Developers told Access-AI that Veritone’s improvements are due to Conductor, a technology which acts as a kind of managing editor, optimising the results of the 70 third-party engines that form the Veritone platform, in a seemingly unique instance of machine learning (ML) being applied to machine learning.
The screenshot below shows an example of Veritone collecting instances of media figure Emily Chang. Veritone recognizes her face via public media and stores them in a database, along with a transcription of what she says
How does the Veritone platform work?
The Veritone platform can be applied to audio and video clips, even if they feature lots of background noise or informal speech, and extract a transcript of what is said, but also can highlight specific objects, faces, logos, and even sentiments. A user can skip ahead to any part in that media file to find precisely what they’re looking for.
This can be applied as a transcription tool, but the image and audio recognition technology can even be applied in such fields as crime prevention, and Veritone believe the technology could accurately review Police bodycam footage and extract information.
The screenshot, below, is showing Conductor using for object recognition of police body camera
Why is Conductor useful?
The orchestration tool, Conductor, can decide which technology should be applied to which part of a clip. The various tools on the Veritone platform have different strengths and weaknesses, and Conductor attempts to harmonise their abilities by deciding which one should be applied when and where.
To give a real-world example: in the financial compliance arena, there’s billions of calls that are happening every year, “in fact we figure that there’s about 4 billion hours of those calls”, said John Ward, Global Marketing Executive at Veritone.
“we will continue to inch higher
The calls are often in the vernacular of traders, or conversational language during calls with customers. Certain tools in the Veritone platform are specifically adept at interpreting how traders talk, and others are designed to understand informal, conversational language.

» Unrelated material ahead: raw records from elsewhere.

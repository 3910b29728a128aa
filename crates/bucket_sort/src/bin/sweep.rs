use std::env;
use std::fs::OpenOptions;
use std::io::Write;
use std::process::ExitCode;
use std::time::Instant;

use bucket_sort::generator::{DataCase, generate_case};
use bucket_sort::{InnerSort, SortConfig, sort_floats};
use log::{error, info};

const DEFAULT_SIZE: usize = 1_000_000;
const DEFAULT_LOG_PATH: &str = "sweep-results.log";
const BUCKET_COUNT: usize = 10;
const THREAD_SWEEP: [usize; 4] = [1, 2, 4, 8];
const SEED: u64 = 0x5EED_2026;

fn misordered_pairs(data: &[f32]) -> usize {
    data.windows(2).filter(|pair| pair[1] < pair[0]).count()
}

fn run_one(size: usize, thread_count: usize, inner: InnerSort, log: &mut impl Write) -> bool {
    let mut data = generate_case(DataCase::UniformUnit, size, SEED);
    let before = misordered_pairs(&data);

    let config = SortConfig {
        bucket_count: BUCKET_COUNT,
        thread_count,
        inner,
    };

    let start = Instant::now();
    if let Err(err) = sort_floats(&mut data, &config) {
        error!("sort failed for {config:?}: {err}");
        return false;
    }
    let elapsed = start.elapsed();

    let after = misordered_pairs(&data);
    info!(
        "{} threads={thread_count} size={size}: {before} -> {after} misordered pairs in {:.6}s",
        inner.label(),
        elapsed.as_secs_f64()
    );
    if after != 0 {
        error!("result is not sorted: {after} misordered pairs remain");
        return false;
    }

    writeln!(
        log,
        "strategy={} threads={thread_count} size={size} misordered_before={before} \
         misordered_after={after} seconds={:.6}",
        inner.label(),
        elapsed.as_secs_f64()
    )
    .is_ok()
}

fn main() -> ExitCode {
    env_logger::init();

    let mut args = env::args().skip(1);
    let size = match args.next() {
        Some(raw) => match raw.parse() {
            Ok(size) => size,
            Err(_) => {
                error!("invalid size argument {raw:?}");
                return ExitCode::FAILURE;
            }
        },
        None => DEFAULT_SIZE,
    };
    let log_path = args.next().unwrap_or_else(|| DEFAULT_LOG_PATH.to_string());

    let mut log = match OpenOptions::new().create(true).append(true).open(&log_path) {
        Ok(file) => file,
        Err(err) => {
            error!("cannot open result log {log_path}: {err}");
            return ExitCode::FAILURE;
        }
    };

    for &threads in &THREAD_SWEEP {
        let strategies = [
            InnerSort::TaskRecursive,
            InnerSort::Partitioned { threads },
        ];
        for inner in strategies {
            if !run_one(size, threads, inner, &mut log) {
                return ExitCode::FAILURE;
            }
        }
    }

    info!("sweep complete, results appended to {log_path}");
    ExitCode::SUCCESS
}
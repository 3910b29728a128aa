use std::mem;
use std::thread;

use crate::merge;

#[derive(Clone, Copy, Debug, Eq, PartialEq)]
pub(crate) struct Partition {
    pub start: usize,
    pub len: usize,
}

// Contiguous, non-overlapping shares covering `len` exactly once; the
// remainder is spread one element each over the first `len % threads` ranks.
pub(crate) fn partitions(len: usize, threads: usize) -> Vec<Partition> {
    debug_assert!(threads >= 1);
    let portion = len / threads;
    let remainder = len % threads;

    let mut parts = Vec::with_capacity(threads);
    let mut start = 0;
    for rank in 0..threads {
        let part_len = portion + usize::from(rank < remainder);
        parts.push(Partition {
            start,
            len: part_len,
        });
        start += part_len;
    }
    parts
}

pub fn sort_partitioned(data: &mut [f32], threads: usize) {
    if threads < 2 || data.len() < 2 {
        merge::sort_sequential(data);
        return;
    }

    // More threads than elements would only add empty partitions.
    let threads = threads.min(data.len());
    let parts = partitions(data.len(), threads);

    thread::scope(|scope| {
        let mut rest = &mut *data;
        for part in &parts {
            let (chunk, tail) = mem::take(&mut rest).split_at_mut(part.len);
            rest = tail;
            scope.spawn(move || merge::sort_sequential(chunk));
        }
    });

    // Deterministic merge chain in ascending rank order: the accumulated
    // run (everything before part.start) absorbs one partition at a time,
    // threads - 1 merges total.
    for part in &parts[1..] {
        merge::merge_runs(&mut data[..part.start + part.len], part.start);
    }
}
//! Error types for collective operations.

use thiserror::Error;

#[derive(Error, Debug)]
pub enum DistributedError {
    #[error("invalid rank {rank}: must be < world_size {world_size}")]
    InvalidRank { rank: usize, world_size: usize },

    /// Participants contributed tensors of different shapes.
    #[error("tensor shape mismatch: expected {expected:?}, got {actual:?}")]
    ShapeMismatch {
        expected: Vec<usize>,
        actual: Vec<usize>,
    },

    /// A peer panicked while holding the rendezvous.
    #[error("collective rendezvous poisoned")]
    Poisoned,

    #[error("rank {rank} did not contribute to the collective")]
    MissingContribution { rank: usize },

    #[error("tensor error: {0}")]
    TensorError(#[from] candle_core::Error),
}

pub type Result<T> = std::result::Result<T, DistributedError>;
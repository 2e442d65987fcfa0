//! Collective primitives shared by decode ranks.
//!
//! - [`ProcessGroup`] - rank identity (rank, world size)
//! - [`DeviceCommunicator`] - all-reduce, broadcast, barrier
//!
//! A single rank uses [`MockCommunicator`], where every collective is the
//! identity. Rank threads inside one process share a
//! [`LocalGroupCommunicator`] group.
//!
//! # Usage
//!
//! ```ignore
//! use microbatch_core::distributed::{DeviceCommunicator, LocalGroupCommunicator, ReduceOp};
//!
//! for comm in LocalGroupCommunicator::group(2)? {
//!     std::thread::spawn(move || {
//!         let local = Tensor::new(&[3u32], &Device::Cpu)?;
//!         let agreed = comm.all_reduce(&local, ReduceOp::Max)?;
//!         // ...
//!     });
//! }
//! ```

mod communicator;
mod error;
mod launcher;
mod process_group;

pub use communicator::{DeviceCommunicator, LocalGroupCommunicator, MockCommunicator, ReduceOp};
pub use error::{DistributedError, Result};
pub use launcher::DistributedConfig;
pub use process_group::{LocalProcessGroup, ProcessGroup};
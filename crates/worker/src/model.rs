//! Deterministic stand-in for a language model.

use candle_core::{Device, Tensor};
use microbatch_core::engine::ModelForward;
use microbatch_core::kv_cache::SequenceInfo;

/// Scores each position from its token id and absolute position only, so
/// every rank computes identical logits without weights or a cache.
pub struct SyntheticModel {
    vocab_size: usize,
    device: Device,
}

impl SyntheticModel {
    pub fn new(vocab_size: usize, device: Device) -> Self {
        Self { vocab_size, device }
    }

    /// Token the model favours after `token` at `position`.
    pub fn preferred_successor(&self, token: u32, position: usize) -> usize {
        (token as usize * 31 + position * 7 + 1) % self.vocab_size
    }

    fn row(&self, token: u32, position: usize) -> impl Iterator<Item = f32> + '_ {
        let peak = self.preferred_successor(token, position);
        (0..self.vocab_size).map(move |i| {
            if i == peak {
                8.0
            } else {
                ((token as usize + i) % 13) as f32 * 0.1
            }
        })
    }
}

impl ModelForward for SyntheticModel {
    fn compute_logits(&self, info: &SequenceInfo) -> candle_core::Result<Vec<Tensor>> {
        info.input_ids()
            .iter()
            .zip(info.input_positions())
            .map(|(ids, &start)| {
                let data: Vec<f32> = ids
                    .iter()
                    .enumerate()
                    .flat_map(|(offset, &token)| self.row(token, start + offset))
                    .collect();
                Tensor::from_vec(data, (ids.len(), self.vocab_size), &self.device)
            })
            .collect()
    }

    fn device(&self) -> &Device {
        &self.device
    }
}
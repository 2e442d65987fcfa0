use thiserror::Error;

#[derive(Error, Debug, Clone, PartialEq, Eq)]
pub enum CacheError {
    #[error("out of pages: requested {requested}, available {available}")]
    OutOfPages { requested: usize, available: usize },

    #[error("page {page_id} is not owned by any sequence")]
    PageNotOwned { page_id: usize },

    #[error("batch of {requested} sequences exceeds max batch size {max_batch_size}")]
    BatchTooLarge {
        requested: usize,
        max_batch_size: usize,
    },

    #[error("sequence count mismatch: tracker holds {expected}, got {got}")]
    SequenceCountMismatch { expected: usize, got: usize },
}
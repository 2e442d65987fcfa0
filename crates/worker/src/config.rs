//! Configuration persistence for the worker.
//!
//! Values are resolved in this order:
//! 1. CLI arguments (highest priority)
//! 2. Config file (~/.config/microbatch/config.toml)
//! 3. Built-in defaults (lowest priority)

use std::fs;
use std::path::{Path, PathBuf};

use microbatch_core::config::{EngineConfig, ExecutorConfig, WorkerConfig};
use microbatch_core::distributed::DistributedConfig;
use microbatch_core::sampling::SamplingParams;
use serde::{Deserialize, Serialize};
use thiserror::Error;

/// Settings stored in TOML. Every field is optional so a file may set any
/// subset of them.
#[derive(Debug, Clone, Default, PartialEq, Serialize, Deserialize)]
pub struct WorkerFileConfig {
    /// Rank threads; 0 decodes in the calling thread.
    #[serde(skip_serializing_if = "Option::is_none")]
    pub world_size: Option<usize>,

    /// Tokens per KV-cache page.
    #[serde(skip_serializing_if = "Option::is_none")]
    pub page_size: Option<usize>,

    /// Pages per rank.
    #[serde(skip_serializing_if = "Option::is_none")]
    pub num_pages: Option<usize>,

    #[serde(skip_serializing_if = "Option::is_none")]
    pub max_batch_size: Option<usize>,

    /// Wait per missing request after the batch-size agreement.
    #[serde(skip_serializing_if = "Option::is_none")]
    pub catch_up_timeout_ms: Option<u64>,

    /// Vocabulary of the synthetic model.
    #[serde(skip_serializing_if = "Option::is_none")]
    pub vocab_size: Option<usize>,

    #[serde(skip_serializing_if = "Option::is_none")]
    pub max_tokens: Option<usize>,

    /// Enables top-k sampling when set.
    #[serde(skip_serializing_if = "Option::is_none")]
    pub top_k: Option<usize>,

    #[serde(skip_serializing_if = "Option::is_none")]
    pub temperature: Option<f32>,

    #[serde(skip_serializing_if = "Option::is_none")]
    pub seed: Option<u64>,

    /// Log level used when `RUST_LOG` is unset.
    #[serde(skip_serializing_if = "Option::is_none")]
    pub log_level: Option<String>,
}

const DEFAULT_VOCAB_SIZE: usize = 256;

fn positive(field: &'static str, value: usize) -> Result<usize, ConfigError> {
    if value == 0 {
        return Err(ConfigError::Invalid {
            field,
            reason: "must be at least 1",
        });
    }
    Ok(value)
}

impl WorkerFileConfig {
    pub fn default_path() -> Option<PathBuf> {
        dirs::config_dir().map(|p| p.join("microbatch").join("config.toml"))
    }

    /// Load from the default path; a missing or unreadable file yields defaults.
    pub fn load() -> Self {
        Self::default_path()
            .and_then(|path| Self::load_from(&path).ok())
            .unwrap_or_default()
    }

    pub fn load_from(path: &Path) -> Result<Self, ConfigError> {
        let content = fs::read_to_string(path)?;
        Ok(toml::from_str(&content)?)
    }

    pub fn save_to(&self, path: &Path) -> Result<(), ConfigError> {
        if let Some(parent) = path.parent() {
            fs::create_dir_all(parent)?;
        }
        fs::write(path, toml::to_string_pretty(self)?)?;
        Ok(())
    }

    /// Overwrite fields that `other` sets.
    pub fn merge(&mut self, other: &WorkerFileConfig) {
        macro_rules! take {
            ($($field:ident),* $(,)?) => {
                $(
                    if other.$field.is_some() {
                        self.$field = other.$field.clone();
                    }
                )*
            };
        }
        take!(
            world_size,
            page_size,
            num_pages,
            max_batch_size,
            catch_up_timeout_ms,
            vocab_size,
            max_tokens,
            top_k,
            temperature,
            seed,
            log_level,
        );
    }

    pub fn vocab_size(&self) -> Result<usize, ConfigError> {
        positive("vocab_size", self.vocab_size.unwrap_or(DEFAULT_VOCAB_SIZE))
    }

    pub fn engine_config(&self) -> Result<EngineConfig, ConfigError> {
        let defaults = EngineConfig::default();
        Ok(EngineConfig {
            page_size: positive("page_size", self.page_size.unwrap_or(defaults.page_size))?,
            num_pages: positive("num_pages", self.num_pages.unwrap_or(defaults.num_pages))?,
            max_batch_size: positive(
                "max_batch_size",
                self.max_batch_size.unwrap_or(defaults.max_batch_size),
            )?,
            sampler_seed: self.seed.unwrap_or(defaults.sampler_seed),
            device: defaults.device,
        })
    }

    /// Executor layout. An unset `world_size` falls back to the
    /// `WORLD_SIZE` environment variable, and to inline decoding when that
    /// names a single rank.
    pub fn executor_config(&self) -> Result<ExecutorConfig, ConfigError> {
        self.executor_config_with(&DistributedConfig::from_env())
    }

    pub fn executor_config_with(
        &self,
        launch: &DistributedConfig,
    ) -> Result<ExecutorConfig, ConfigError> {
        let world_size = self.world_size.unwrap_or(if launch.is_distributed() {
            launch.world_size
        } else {
            0
        });
        let worker = WorkerConfig::default();
        Ok(ExecutorConfig {
            world_size,
            engine: self.engine_config()?,
            worker: WorkerConfig {
                catch_up_timeout_ms: self
                    .catch_up_timeout_ms
                    .unwrap_or(worker.catch_up_timeout_ms),
            },
        })
    }

    pub fn sampling_params(&self) -> SamplingParams {
        let defaults = SamplingParams::default();
        SamplingParams {
            max_tokens: self.max_tokens.unwrap_or(defaults.max_tokens),
            top_k: self.top_k,
            temperature: self.temperature,
            seed: self.seed,
            ..defaults
        }
    }
}

#[derive(Debug, Error)]
pub enum ConfigError {
    #[error("IO error: {0}")]
    Io(#[from] std::io::Error),
    #[error("Parse error: {0}")]
    Parse(#[from] toml::de::Error),
    #[error("Serialize error: {0}")]
    Serialize(#[from] toml::ser::Error),
    #[error("Invalid {field}: {reason}")]
    Invalid {
        field: &'static str,
        reason: &'static str,
    },
}

#[cfg(test)]
mod tests {
    use super::*;
    use tempfile::tempdir;

    #[test]
    fn save_and_load() {
        let dir = tempdir().unwrap();
        let path = dir.path().join("nested").join("config.toml");

        let config = WorkerFileConfig {
            world_size: Some(2),
            page_size: Some(8),
            catch_up_timeout_ms: Some(250),
            ..Default::default()
        };
        config.save_to(&path).unwrap();

        let loaded = WorkerFileConfig::load_from(&path).unwrap();
        assert_eq!(loaded, config);
    }

    #[test]
    fn unset_fields_are_not_written() {
        let dir = tempdir().unwrap();
        let path = dir.path().join("config.toml");
        WorkerFileConfig {
            seed: Some(3),
            ..Default::default()
        }
        .save_to(&path)
        .unwrap();
        assert_eq!(fs::read_to_string(&path).unwrap().trim(), "seed = 3");
    }

    #[test]
    fn merge_prefers_other() {
        let mut base = WorkerFileConfig {
            world_size: Some(1),
            num_pages: Some(64),
            ..Default::default()
        };
        base.merge(&WorkerFileConfig {
            num_pages: Some(128),
            top_k: Some(5),
            ..Default::default()
        });
        assert_eq!(base.world_size, Some(1));
        assert_eq!(base.num_pages, Some(128));
        assert_eq!(base.top_k, Some(5));
    }

    #[test]
    fn derived_configs_fall_back_to_defaults() {
        let config = WorkerFileConfig {
            max_batch_size: Some(2),
            catch_up_timeout_ms: Some(10),
            max_tokens: Some(4),
            ..Default::default()
        };
        let executor = config
            .executor_config_with(&DistributedConfig::single())
            .unwrap();
        assert!(executor.is_inline());
        assert_eq!(executor.engine.max_batch_size, 2);
        assert_eq!(executor.engine.page_size, EngineConfig::default().page_size);
        assert_eq!(executor.worker.catch_up_timeout_ms, 10);

        let params = config.sampling_params();
        assert_eq!(params.max_tokens, 4);
        assert!(params.is_greedy());
        assert_eq!(config.vocab_size().unwrap(), DEFAULT_VOCAB_SIZE);
    }

    #[test]
    fn world_size_falls_back_to_launch_environment() {
        let launch = DistributedConfig {
            rank: 0,
            world_size: 4,
            local_rank: 0,
        };
        let unset = WorkerFileConfig::default();
        assert_eq!(unset.executor_config_with(&launch).unwrap().world_size, 4);

        let explicit = WorkerFileConfig {
            world_size: Some(0),
            ..Default::default()
        };
        assert!(explicit.executor_config_with(&launch).unwrap().is_inline());
    }

    #[test]
    fn seed_also_seeds_the_engine_sampler() {
        let config = WorkerFileConfig {
            seed: Some(17),
            ..Default::default()
        };
        assert_eq!(config.engine_config().unwrap().sampler_seed, 17);
    }

    #[test]
    fn zero_sizes_rejected() {
        let zero_page = WorkerFileConfig {
            page_size: Some(0),
            ..Default::default()
        };
        assert!(matches!(
            zero_page.engine_config(),
            Err(ConfigError::Invalid {
                field: "page_size",
                ..
            })
        ));
        assert!(zero_page
            .executor_config_with(&DistributedConfig::single())
            .is_err());

        let zero_vocab = WorkerFileConfig {
            vocab_size: Some(0),
            ..Default::default()
        };
        assert!(matches!(
            zero_vocab.vocab_size(),
            Err(ConfigError::Invalid {
                field: "vocab_size",
                ..
            })
        ));
    }

    #[test]
    fn malformed_file_is_a_parse_error() {
        let dir = tempdir().unwrap();
        let path = dir.path().join("config.toml");
        fs::write(&path, "world_size = \"two\"").unwrap();
        assert!(matches!(
            WorkerFileConfig::load_from(&path),
            Err(ConfigError::Parse(_))
        ));
    }
}
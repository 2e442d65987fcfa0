use std::cell::Cell;

use candle_core::{DType, Device, Tensor};

use crate::engine::ModelForward;
use crate::kv_cache::SequenceInfo;

/// Returns zero logits of the right shape for every sequence, so greedy
/// decoding always picks token 0.
pub struct MockModelForward {
    vocab_size: usize,
    device: Device,
}

impl MockModelForward {
    pub fn new(vocab_size: usize, device: Device) -> Self {
        Self { vocab_size, device }
    }

    pub fn cpu(vocab_size: usize) -> Self {
        Self::new(vocab_size, Device::Cpu)
    }
}

impl ModelForward for MockModelForward {
    fn compute_logits(&self, info: &SequenceInfo) -> candle_core::Result<Vec<Tensor>> {
        info.sequence_lengths()
            .iter()
            .map(|&len| Tensor::zeros((len, self.vocab_size), DType::F32, &self.device))
            .collect()
    }

    fn device(&self) -> &Device {
        &self.device
    }
}

/// Emits a fixed token script per sequence: at decode step `s`, sequence
/// `b` gets a sharp peak on `scripts[b][s]` (token 0 once the script runs
/// out). A call where every position is 0 is taken as the prefill step.
pub struct ScriptedModel {
    vocab_size: usize,
    scripts: Vec<Vec<u32>>,
    device: Device,
    step: Cell<usize>,
    calls: Cell<usize>,
}

impl ScriptedModel {
    pub fn cpu(vocab_size: usize, scripts: Vec<Vec<u32>>) -> Self {
        Self {
            vocab_size,
            scripts,
            device: Device::Cpu,
            step: Cell::new(0),
            calls: Cell::new(0),
        }
    }

    /// Forward passes run so far.
    pub fn calls(&self) -> usize {
        self.calls.get()
    }

    fn token_for(&self, sequence: usize, step: usize) -> usize {
        self.scripts
            .get(sequence)
            .and_then(|s| s.get(step))
            .map_or(0, |&t| t as usize)
    }
}

impl ModelForward for ScriptedModel {
    fn compute_logits(&self, info: &SequenceInfo) -> candle_core::Result<Vec<Tensor>> {
        let step = if info.input_positions().iter().all(|&p| p == 0) {
            0
        } else {
            self.step.get() + 1
        };
        self.step.set(step);
        self.calls.set(self.calls.get() + 1);

        info.sequence_lengths()
            .iter()
            .enumerate()
            .map(|(b, &len)| {
                let target = self.token_for(b, step) % self.vocab_size;
                let mut data = vec![-10.0f32; len * self.vocab_size];
                for row in data.chunks_mut(self.vocab_size) {
                    row[target] = 10.0;
                }
                Tensor::from_vec(data, (len, self.vocab_size), &self.device)
            })
            .collect()
    }

    fn device(&self) -> &Device {
        &self.device
    }
}

/// Predicts `(last input token + 1) % vocab` for every sequence, so the
/// output depends only on the request and not on how it was batched.
pub struct EchoModel {
    vocab_size: usize,
    device: Device,
}

impl EchoModel {
    pub fn cpu(vocab_size: usize) -> Self {
        Self {
            vocab_size,
            device: Device::Cpu,
        }
    }
}

impl ModelForward for EchoModel {
    fn compute_logits(&self, info: &SequenceInfo) -> candle_core::Result<Vec<Tensor>> {
        info.input_ids()
            .iter()
            .map(|ids| {
                let mut data = vec![0.0f32; ids.len() * self.vocab_size];
                for (row, &token) in data.chunks_mut(self.vocab_size).zip(ids) {
                    row[(token as usize + 1) % self.vocab_size] = 1.0;
                }
                Tensor::from_vec(data, (ids.len(), self.vocab_size), &self.device)
            })
            .collect()
    }

    fn device(&self) -> &Device {
        &self.device
    }
}
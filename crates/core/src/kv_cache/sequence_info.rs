use super::error::CacheError;
use super::page_pool::{PageId, PagePool};
use crate::config::EngineConfig;

/// Per-batch sequence state shared between the decode loop and the forward
/// pass: the tokens fed this step, how many of them there are, where they
/// start, and which cache pages each sequence owns.
///
/// Slot `i` of every list refers to the same sequence for the lifetime of a
/// batch. Slots are only created by the first [`nest_sequences`] after a
/// [`reset`].
///
/// [`nest_sequences`]: SequenceInfo::nest_sequences
/// [`reset`]: SequenceInfo::reset
pub struct SequenceInfo {
    page_size: usize,
    max_batch_size: usize,
    pool: PagePool,
    input_ids: Vec<Vec<u32>>,
    sequence_lengths: Vec<usize>,
    input_positions: Vec<usize>,
    page_assignments: Vec<Vec<PageId>>,
}

impl SequenceInfo {
    pub fn new(config: &EngineConfig) -> Self {
        Self::with_capacity(config.page_size, config.num_pages, config.max_batch_size)
    }

    pub fn with_capacity(page_size: usize, num_pages: usize, max_batch_size: usize) -> Self {
        assert!(page_size > 0, "page_size must be positive");
        Self {
            page_size,
            max_batch_size,
            pool: PagePool::new(num_pages),
            input_ids: Vec::new(),
            sequence_lengths: Vec::new(),
            input_positions: Vec::new(),
            page_assignments: Vec::new(),
        }
    }

    /// Drop every sequence and return all pages to the pool.
    pub fn reset(&mut self) -> Result<(), CacheError> {
        for pages in self.page_assignments.drain(..) {
            self.pool.release(&pages)?;
        }
        self.input_ids.clear();
        self.sequence_lengths.clear();
        self.input_positions.clear();
        Ok(())
    }

    /// Replace the tokens fed to each sequence on the next forward pass.
    ///
    /// On an empty tracker this opens one slot per sequence at position 0
    /// with no pages. Afterwards the number of sequences is fixed until the
    /// next reset.
    pub fn nest_sequences(&mut self, sequences: Vec<Vec<u32>>) -> Result<(), CacheError> {
        if sequences.len() > self.max_batch_size {
            return Err(CacheError::BatchTooLarge {
                requested: sequences.len(),
                max_batch_size: self.max_batch_size,
            });
        }
        if self.input_positions.is_empty() {
            self.input_positions = vec![0; sequences.len()];
            self.page_assignments = vec![Vec::new(); sequences.len()];
        } else if self.input_positions.len() != sequences.len() {
            return Err(CacheError::SequenceCountMismatch {
                expected: self.input_positions.len(),
                got: sequences.len(),
            });
        }
        self.sequence_lengths = sequences.iter().map(Vec::len).collect();
        self.input_ids = sequences;
        Ok(())
    }

    /// Advance every sequence's start position by the matching delta.
    pub fn update_pos(&mut self, deltas: &[usize]) -> Result<(), CacheError> {
        if deltas.len() != self.input_positions.len() {
            return Err(CacheError::SequenceCountMismatch {
                expected: self.input_positions.len(),
                got: deltas.len(),
            });
        }
        for (pos, delta) in self.input_positions.iter_mut().zip(deltas) {
            *pos += delta;
        }
        Ok(())
    }

    /// Grow each sequence's page list until it covers
    /// `input_position + sequence_length` tokens. Sequences are served in
    /// slot order. Pages are never taken away here.
    ///
    /// Returns the number of pages handed out.
    pub fn assign_pages(&mut self) -> Result<usize, CacheError> {
        let Self {
            page_size,
            pool,
            sequence_lengths,
            input_positions,
            page_assignments,
            ..
        } = self;

        let mut assigned = 0;
        for ((pages, &len), &pos) in page_assignments
            .iter_mut()
            .zip(sequence_lengths.iter())
            .zip(input_positions.iter())
        {
            let required = (len + pos).div_ceil(*page_size);
            if pages.len() < required {
                let fresh = pool.allocate(required - pages.len())?;
                assigned += fresh.len();
                pages.extend(fresh);
            }
        }
        tracing::trace!(
            assigned,
            free = pool.num_free(),
            "assigned cache pages"
        );
        Ok(assigned)
    }

    pub fn input_ids(&self) -> &[Vec<u32>] {
        &self.input_ids
    }

    pub fn sequence_lengths(&self) -> &[usize] {
        &self.sequence_lengths
    }

    pub fn input_positions(&self) -> &[usize] {
        &self.input_positions
    }

    pub fn page_assignments(&self) -> &[Vec<PageId>] {
        &self.page_assignments
    }

    pub fn num_sequences(&self) -> usize {
        self.input_positions.len()
    }

    pub fn page_size(&self) -> usize {
        self.page_size
    }

    pub fn num_pages(&self) -> usize {
        self.pool.num_total()
    }

    pub fn max_batch_size(&self) -> usize {
        self.max_batch_size
    }

    pub fn num_free_pages(&self) -> usize {
        self.pool.num_free()
    }
}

There are even specific engines which specialise in accurately recording people’s names.
The Conductor tool should be able to determine which of the engines in the Veritone platform are best for these three specific tasks, then identify at which point in the call they need to be applied, and thereby get a complete picture of what is said in the financial trading call, which will help determine whether it is in compliance.
What will happen now?
“Conductor is training itself through supervised and unsupervised learning over the course of time to look for exactly how to optimise across multiple transcription outputs”, Tyler Schulze, Strategic Development Executive with Veritone told Access-AI “We believe that we’ve just scratched the surface, and we will continue to inch higher”.
“What we anticipate happening as we get closer and closer to 100% accuracy level”, Schulze continued, “the third-party engine providers”, who build on the Veritone platform, “will need to compete for speed, accuracy, and cost in the new ecosystem we’ve created”.